Hacking a PLC system directly could more simple for Vxers because such kind of devices don’t implement many detection mechanisms, this means that a PLC running a real-time operating system could me more exposed to cyber attacks.

In August, a group of researcher presented at the Black Hat USA presented a PLC worm that spreads among PLCs, it was dubbed by the creator PLC-Blaster.

Abbasi and Hashemi explained their PLC rootkit doesn’t target the PLC logic code like other similar threats making hard its detection.

Furthermore, the researchers explained that the activity of the PLC rootkit will go unnoticed even to systems that monitor the power consumption of the PLC.

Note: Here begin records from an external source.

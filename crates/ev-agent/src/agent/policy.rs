//! Which state follows a finished one.
//!
//! | Finished          | Condition                                  | Next              |
//! |-------------------|--------------------------------------------|-------------------|
//! | Drive             | wants to recharge and is at home or work   | Recharge          |
//! | Drive             | otherwise                                  | Idle              |
//! | Idle / Recharge   | at home                                    | Drive home → work |
//! | Idle / Recharge   | anywhere else                              | Drive work → home |

use super::Agent;
use crate::{ActivityKind, AgentResult, Place, SimContext, State};

impl Agent {
    /// The state that follows the current one.
    pub fn next_state(&mut self, ctx: &SimContext<'_>) -> AgentResult<State> {
        match self.state.kind() {
            ActivityKind::Drive => {
                if self.wants_recharge(ctx)? && self.can_recharge() {
                    Ok(State::recharge())
                } else {
                    Ok(State::idle())
                }
            }
            ActivityKind::Idle | ActivityKind::Recharge => {
                let from = if self.location.is_at(Place::Home) { Place::Home } else { Place::Work };
                Ok(State::drive(self.plan_drive(ctx, from, from.other())?))
            }
        }
    }

    /// Desire at the current charge, run through the configured rule.
    pub fn wants_recharge(&mut self, ctx: &SimContext<'_>) -> AgentResult<bool> {
        let desire = ctx
            .data
            .recharge_desire(&self.recharge_behavior, self.car.charge())?;
        Ok(ctx.options.recharge_rule.wants_recharge(desire, &mut self.rng))
    }

    pub fn can_recharge(&self) -> bool {
        self.location.can_recharge()
    }
}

“The overhead imposed of our attack outside of kernel is below one percent, which means even those approaches which monitor the power usage of PLC for attack detection will be useless,” explained Abbasi.

The malware interferes with the connection between PLC runtime and logic with the I/O peripherals. The malware resides in the dynamic memory of the industrial component and manipulates the I/O and PLC process, while the PLC is communicating with I/O block composed of output pins that handle the physical control of the process.

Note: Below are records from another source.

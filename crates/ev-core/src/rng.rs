//! Deterministic per-agent RNG.
//!
//! # Determinism strategy
//!
//! Each agent gets its own independent `SmallRng` seeded by:
//!
//!   seed = global_seed XOR (agent_id * MIXING_CONSTANT)
//!
//! The mixing constant is the 64-bit fractional part of the golden ratio,
//! which spreads consecutive agent IDs uniformly across the seed space.
//!
//! Departure times are sampled once per agent at construction and the
//! probabilistic recharge rule draws from the same stream, so a run is a
//! pure function of `(seed, population, reference data)` and does not depend
//! on the order in which agents are stepped.

use rand::rngs::SmallRng;
use rand::{Rng, SeedableRng};

use crate::AgentId;

/// 64-bit fractional golden-ratio constant for seed mixing.
const MIXING_CONSTANT: u64 = 0x9e37_79b9_7f4a_7c15;

/// Per-agent deterministic RNG, owned by the agent it was seeded for.
#[derive(Clone, Debug)]
pub struct AgentRng(SmallRng);

impl AgentRng {
    /// Seed deterministically from the run's global seed and an agent ID.
    pub fn new(global_seed: u64, agent: AgentId) -> Self {
        let seed = global_seed ^ (agent.0 as u64).wrapping_mul(MIXING_CONSTANT);
        AgentRng(SmallRng::seed_from_u64(seed))
    }

    /// Expose the inner `SmallRng` for use with `rand` distribution types.
    #[inline]
    pub fn inner(&mut self) -> &mut SmallRng {
        &mut self.0
    }

    /// Uniform sample in `[0, 1)`.
    #[inline]
    pub fn unit(&mut self) -> f64 {
        self.0.r#gen::<f64>()
    }

    /// Generate a value uniformly in `range`.
    #[inline]
    pub fn gen_range<T, R>(&mut self, range: R) -> T
    where
        T: rand::distributions::uniform::SampleUniform,
        R: rand::distributions::uniform::SampleRange<T>,
    {
        self.0.gen_range(range)
    }

    /// `true` with probability `p` (clamped to [0, 1]).
    #[inline]
    pub fn gen_bool(&mut self, p: f64) -> bool {
        self.0.gen_bool(p.clamp(0.0, 1.0))
    }
}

The PLC receives signals from the field from the input PINs (i.e. level of the liquid in a pipe) and controls the process through actuators that receive instructions from the output PINs of the PLC (i.e. control of a valve).

Clearly manipulating the I/O signals it is possible to interfere with industrial process in a stealthy way, and this is what the PLC rootkit does.

“Our attack instead targets the relation between PLC runtime and logic with the I/O peripherals of it. In our attack, the PLC logic and PLC runtime remain intact,” said Abbasi. ” “in PLCs, the I/O operations are one of the most important tasks.”

As explained by the duo, the attack is feasible due to lack of hardware interrupt on the PLC’s SoC and intensified by Pin Control subsystem inability for hardware level Pin Configuration detection.

Abbasi and Hashemi are currently studying defensive countermeasures to detect and protect PLCs from such kind of threats.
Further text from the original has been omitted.